Needle in a Haystack Problem
So the problem is I now need to compare the list of files in my temp folder with the list of files on the network folder and find out which ones did not copy across. The problem is made much harder by the fact that the destination folder contains a lot of other files that are not subject to the weekly refresh. Can you see with my demo files below which files on the left are not in the list on the right? Of course you can do it, but it is much harder with 40 files, and besides there has to be a better way.
Power Query to the Rescue
After I was half way through the list the first time, I realised I had to find a better way to solve this recurring problem. It occurred to me that Power Query was a great tool for such repetitive work. I have recreated the process in a demo that I will explain below.
Create a Source File List Query
The first thing to do is open a new blank Excel workbook and create a query that loads up a list of the files from the source folder.
The query will look like this (below)
Not all the data that Power Query offers is needed – just the 2 columns indicated are needed for the comparison. So multi select the 2 columns to keep, right click, and then select “remove other columns”.
Then save the query but select “Close and Load to…” as shown below.
Select “Only Create Connection”.
Repeat the process for the Destination folder. This will leave 2 queries as shown below, but no data loaded yet – just connections to the folders.
Interested in Learning How to Do this Kind of Thing?
Our New Online Power Query Course just launched this year. You’ll learn Power Query from the best in the business, two Excel MVPs Ken Puls and Miguel Escobar. We’ve included 7 Hours of Self-Paced Video over 31 Courses, with lots of example files, and a Digital Badge powered by Acclaim.
CLICK HERE to claim your spot.
Compare the files in the 2 Queries
The next step is to use Power Query to compare these 2 file lists. Create a new query by referencing the Source query shown above.

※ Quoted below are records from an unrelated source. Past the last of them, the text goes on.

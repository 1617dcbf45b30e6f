// (c) 2023 John A. Breaux
// This code is licensed under MIT license (see LICENSE for details)

//! Error type for chip8vm

use std::ops::Range;
use thiserror::Error;

/// Result type, equivalent to [std::result::Result]<T, [enum@Error]>
pub type Result<T> = std::result::Result<T, Error>;

/// Error type for chip8vm.
///
/// Everything but [Error::InvalidKey], [Error::InvalidRegister] and
/// [Error::Io] is raised while running a program, and halts the [CPU](crate::CPU)
/// until it is reset or reloaded.
#[derive(Debug, Error)]
pub enum Error {
    /// The word at `pc` is not a CHIP-8 instruction
    #[error("opcode {word:04x} at {pc:03x} not recognized")]
    Decode {
        /// Address of the offending word
        pc: u16,
        /// The offending word
        word: u16,
    },
    /// A `call` was made with all 16 stack entries in use
    #[error("stack overflow: call at {pc:03x} exceeds 16 nested subroutines")]
    StackOverflow {
        /// Address of the offending `call`
        pc: u16,
    },
    /// A `ret` was made with nothing on the stack
    #[error("stack underflow: ret at {pc:03x} with an empty stack")]
    StackUnderflow {
        /// Address of the offending `ret`
        pc: u16,
    },
    /// Tried to touch memory outside of the 4 KiB address space,
    /// or to write over the font
    #[error("range {range:03x?} is outside of memory")]
    AddressOutOfRange {
        /// The offending range
        range: Range<usize>,
    },
    /// The program image does not fit in program memory
    #[error("program is {size} bytes, but only {max} bytes are available")]
    Load {
        /// Size of the rejected program
        size: usize,
        /// Space available from 0x200 to the end of memory
        max: usize,
    },
    /// Tried to press a key that doesn't exist
    #[error("tried to press key {key:X} which does not exist")]
    InvalidKey {
        /// The offending key
        key: usize,
    },
    /// Tried to set an out-of-bounds register
    #[error("tried to access register v{reg:X} which does not exist")]
    InvalidRegister {
        /// The offending register
        reg: usize,
    },
    /// Error originated in [std::io]
    #[error(transparent)]
    Io(#[from] std::io::Error),
    /// Error originated in [minifb]
    #[cfg(feature = "minifb")]
    #[error(transparent)]
    Window(#[from] minifb::Error),
}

Right click on source, and then select “reference”.
Rename the query “Missing Files”.
The next thing is to merge this new query with the second query (destination). Select the merge queries option as shown below
In the dialog, join the 2 tables using a left outer join – ie keep the files that are in the first list (source) that match with the second list (destination). This step has the effect of filtering out all the other files in the destination folder – these other files are not relevant to the task at hand.

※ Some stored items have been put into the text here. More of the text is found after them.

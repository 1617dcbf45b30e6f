// (c) 2023 John A. Breaux
// This code is licensed under MIT license (see LICENSE for details)

//! The [Mem] represents the CPU's memory
//!
//! Every access is bounds-checked; nothing wraps around the end of memory.

use crate::error::{Error, Result};
use std::{fmt::Debug, ops::Range};

/// Size of the address space, in bytes
pub const MEM_SIZE: usize = 0x1000;
/// Where programs are loaded, and where execution starts
pub const PROGRAM_START: u16 = 0x200;
/// Where the hexadecimal font lives
pub const FONT_START: u16 = 0x000;
/// Bytes per font glyph
pub const GLYPH_SIZE: u16 = 5;

/// The 4x5 hexadecimal font, glyphs `0` through `F`
#[rustfmt::skip]
pub const FONT: [u8; 16 * GLYPH_SIZE as usize] = [
    0xf0, 0x90, 0x90, 0x90, 0xf0, // 0
    0x20, 0x60, 0x20, 0x20, 0x70, // 1
    0xf0, 0x10, 0xf0, 0x80, 0xf0, // 2
    0xf0, 0x10, 0xf0, 0x10, 0xf0, // 3
    0x90, 0x90, 0xf0, 0x10, 0x10, // 4
    0xf0, 0x80, 0xf0, 0x10, 0xf0, // 5
    0xf0, 0x80, 0xf0, 0x90, 0xf0, // 6
    0xf0, 0x10, 0x20, 0x40, 0x40, // 7
    0xf0, 0x90, 0xf0, 0x90, 0xf0, // 8
    0xf0, 0x90, 0xf0, 0x10, 0xf0, // 9
    0xf0, 0x90, 0xf0, 0x90, 0x90, // A
    0xe0, 0x90, 0xe0, 0x90, 0xe0, // B
    0xf0, 0x80, 0x80, 0x80, 0xf0, // C
    0xe0, 0x90, 0x90, 0x90, 0xe0, // D
    0xf0, 0x80, 0xf0, 0x80, 0xf0, // E
    0xf0, 0x80, 0xf0, 0x80, 0x80, // F
];

/// One past the last byte of the font
const FONT_END: usize = FONT_START as usize + FONT.len();

/// 4 KiB of byte-addressable memory, with the font preloaded at [FONT_START]
#[derive(Clone, PartialEq, Eq)]
pub struct Mem {
    memory: Box<[u8; MEM_SIZE]>,
}

impl Mem {
    /// Creates zeroed memory with the font loaded
    /// # Examples
    /// ```rust
    /// # use chip8vm::*;
    /// let mem = Mem::new();
    /// // The glyph for `0` starts at address 0
    /// assert_eq!(mem.get(0..5).unwrap(), &[0xf0, 0x90, 0x90, 0x90, 0xf0]);
    /// ```
    pub fn new() -> Self {
        let mut memory = Box::new([0; MEM_SIZE]);
        let font = FONT_START as usize;
        memory[font..font + FONT.len()].copy_from_slice(&FONT);
        Self { memory }
    }

    /// The largest program that fits between [PROGRAM_START] and the end of memory
    pub const fn max_program_size() -> usize {
        MEM_SIZE - PROGRAM_START as usize
    }

    /// Rebuilds memory from scratch, then copies a program verbatim to
    /// [PROGRAM_START]. Nothing the previous program left behind survives.
    ///
    /// Returns [Error::Load] if the program doesn't fit, leaving memory as it was.
    /// # Examples
    /// ```rust
    /// # use chip8vm::*;
    /// let mut mem = Mem::new();
    /// mem.load_program(&[0x00, 0xe0]).unwrap();
    /// assert_eq!(mem.read_word(0x200).unwrap(), 0x00e0);
    /// // one byte too many
    /// assert!(mem.load_program(&[0; 0xe01]).is_err());
    /// ```
    pub fn load_program(&mut self, program: &[u8]) -> Result<&mut Self> {
        let max = Self::max_program_size();
        if program.len() > max {
            return Err(Error::Load {
                size: program.len(),
                max,
            });
        }
        *self = Self::new();
        let start = PROGRAM_START as usize;
        self.memory[start..start + program.len()].copy_from_slice(program);
        Ok(self)
    }

    /// Gets a slice of memory, or [Error::AddressOutOfRange]
    pub fn get(&self, range: Range<usize>) -> Result<&[u8]> {
        self.memory
            .get(range.clone())
            .ok_or(Error::AddressOutOfRange { range })
    }

    /// Gets a mutable slice of memory, or [Error::AddressOutOfRange]
    ///
    /// The font is read-only: any range that touches it is refused.
    /// # Examples
    /// ```rust
    /// # use chip8vm::*;
    /// let mut mem = Mem::new();
    /// assert!(mem.get_mut(0x300..0x303).is_ok());
    /// // the last byte of the glyph for `F`
    /// assert!(mem.get_mut(0x04f..0x052).is_err());
    /// ```
    pub fn get_mut(&mut self, range: Range<usize>) -> Result<&mut [u8]> {
        if range.start < FONT_END && (FONT_START as usize) < range.end {
            return Err(Error::AddressOutOfRange { range });
        }
        self.memory
            .get_mut(range.clone())
            .ok_or(Error::AddressOutOfRange { range })
    }

    /// Reads a big-endian word at `addr`
    pub fn read_word(&self, addr: u16) -> Result<u16> {
        let addr = addr as usize;
        let bytes = self.get(addr..addr + 2)?;
        Ok(u16::from_be_bytes([bytes[0], bytes[1]]))
    }

    /// Writes a big-endian word at `addr`
    #[cfg(test)]
    pub(crate) fn write_word(&mut self, addr: u16, word: u16) -> Result<()> {
        let addr = addr as usize;
        self.get_mut(addr..addr + 2)?
            .copy_from_slice(&word.to_be_bytes());
        Ok(())
    }

    /// The whole address space, for hosts and debuggers
    pub fn as_slice(&self) -> &[u8] {
        self.memory.as_slice()
    }
}

impl Default for Mem {
    fn default() -> Self {
        Self::new()
    }
}

impl Debug for Mem {
    fn fmt(&self, f: &mut std::fmt::Formatter<'_>) -> std::fmt::Result {
        // 4 KiB of hex is not useful in a Debug dump; show the loaded program extent
        let end = self
            .memory
            .iter()
            .rposition(|&b| b != 0)
            .map_or(0, |end| end + 1);
        f.debug_struct("Mem")
            .field("size", &MEM_SIZE)
            .field("used", &end)
            .finish()
    }
}

#[cfg(test)]
mod tests {
    use super::*;

    #[test]
    fn font_glyphs_are_five_bytes_apart() {
        let mem = Mem::new();
        for digit in 0..16 {
            let start = FONT_START as usize + digit * GLYPH_SIZE as usize;
            assert_eq!(
                mem.get(start..start + 5).unwrap(),
                &FONT[digit * 5..digit * 5 + 5]
            );
        }
    }

    #[test]
    fn load_clears_previous_program() {
        let mut mem = Mem::new();
        mem.load_program(&[0xaa; 16]).unwrap();
        mem.load_program(&[0x12, 0x34]).unwrap();
        assert_eq!(mem.get(0x200..0x204).unwrap(), &[0x12, 0x34, 0, 0]);
        // font survives a reload
        assert_eq!(mem.get(0..80).unwrap(), &FONT);
    }

    #[test]
    fn load_restores_font() {
        let mut mem = Mem::new();
        mem.memory[..16].fill(0);
        mem.memory[0x1ff] = 0xc5;
        mem.load_program(&[0x12, 0x00]).unwrap();
        assert_eq!(mem.get(0..80).unwrap(), &FONT);
        assert_eq!(mem.get(0x1ff..0x200).unwrap(), &[0]);
    }

    #[test]
    fn font_is_read_only() {
        let mut mem = Mem::new();
        for range in [0..1, 0x4f..0x50, 0x4e..0x52, 0..0x1000] {
            assert!(matches!(
                mem.get_mut(range.clone()),
                Err(Error::AddressOutOfRange { range: r }) if r == range
            ));
        }
        // right after the font is fair game
        mem.get_mut(0x50..0x52).unwrap().fill(0xaa);
        assert_eq!(mem.get(0..80).unwrap(), &FONT);
    }

    #[test]
    fn load_exactly_full() {
        let mut mem = Mem::new();
        mem.load_program(&[0xff; Mem::max_program_size()]).unwrap();
        assert_eq!(mem.read_word(0xffe).unwrap(), 0xffff);
    }

    #[test]
    fn load_too_large() {
        let mut mem = Mem::new();
        let err = mem
            .load_program(&vec![0; Mem::max_program_size() + 1])
            .expect_err("program should not fit");
        assert!(matches!(err, Error::Load { size: 0xe01, max: 0xe00 }));
    }

    #[test]
    fn word_at_end_of_memory_is_out_of_range() {
        let mut mem = Mem::new();
        assert!(matches!(
            mem.read_word(0xfff),
            Err(Error::AddressOutOfRange { range }) if range == (0xfff..0x1001)
        ));
        assert!(mem.write_word(0xfff, 0).is_err());
        mem.write_word(0xffe, 0xbeef).unwrap();
        assert_eq!(mem.read_word(0xffe).unwrap(), 0xbeef);
    }
}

There is now a new column in the query. Click on the expand button
Then deselect the Name column and deselect the “use original column” option as shown below. Click OK.
There is now a table that contains all the source files, the date of the source file and the date of the destination file
The next step is to add a new column that compares the 2 date columns. This is easy to do with a PQL “if” statement.
(Note: I don’t like using the terms “M” or “Power Query Formula Language”. The first is too short, the second is too long. So I now refer to the Power Query Language as “PQL”, pronounced Peequel, just like SQL seequel. If you agree that this is a good name change, please vote for this idea).
Note/remember that PQL is case sensitive. The syntax for the if statement is as follows
if [some column] = [some other column] then something else something different
The key words are if, then, else – always lower case.
It is easy to write this custom formula. First click “Add Column” from the menu, then type the formula in the wizard as shown below
Then filter this new column to remove the matches
Remove the last 3 columns – they are not needed any more.
Then click Close and Load, what is left is a list of files that haven’t been copied from the source to the destination.
Power Query Records the Process Steps
Most readers of this blog will already know this, but one of the many great things about Power Query is that it creates a repeatable process. The table shown above can be refreshed at any time (right click in the table, then select refresh) and the comparison will be done again on the current file contents.
Other solutions to this Problem
Of course there are many ways to solve this problem. I could write a batch script to do the copying and log the success of each file copy. I am sure there are many other ways. But there are very few ways that are in easy reach of the average user and that can be done via the UI quickly and easily as shown above.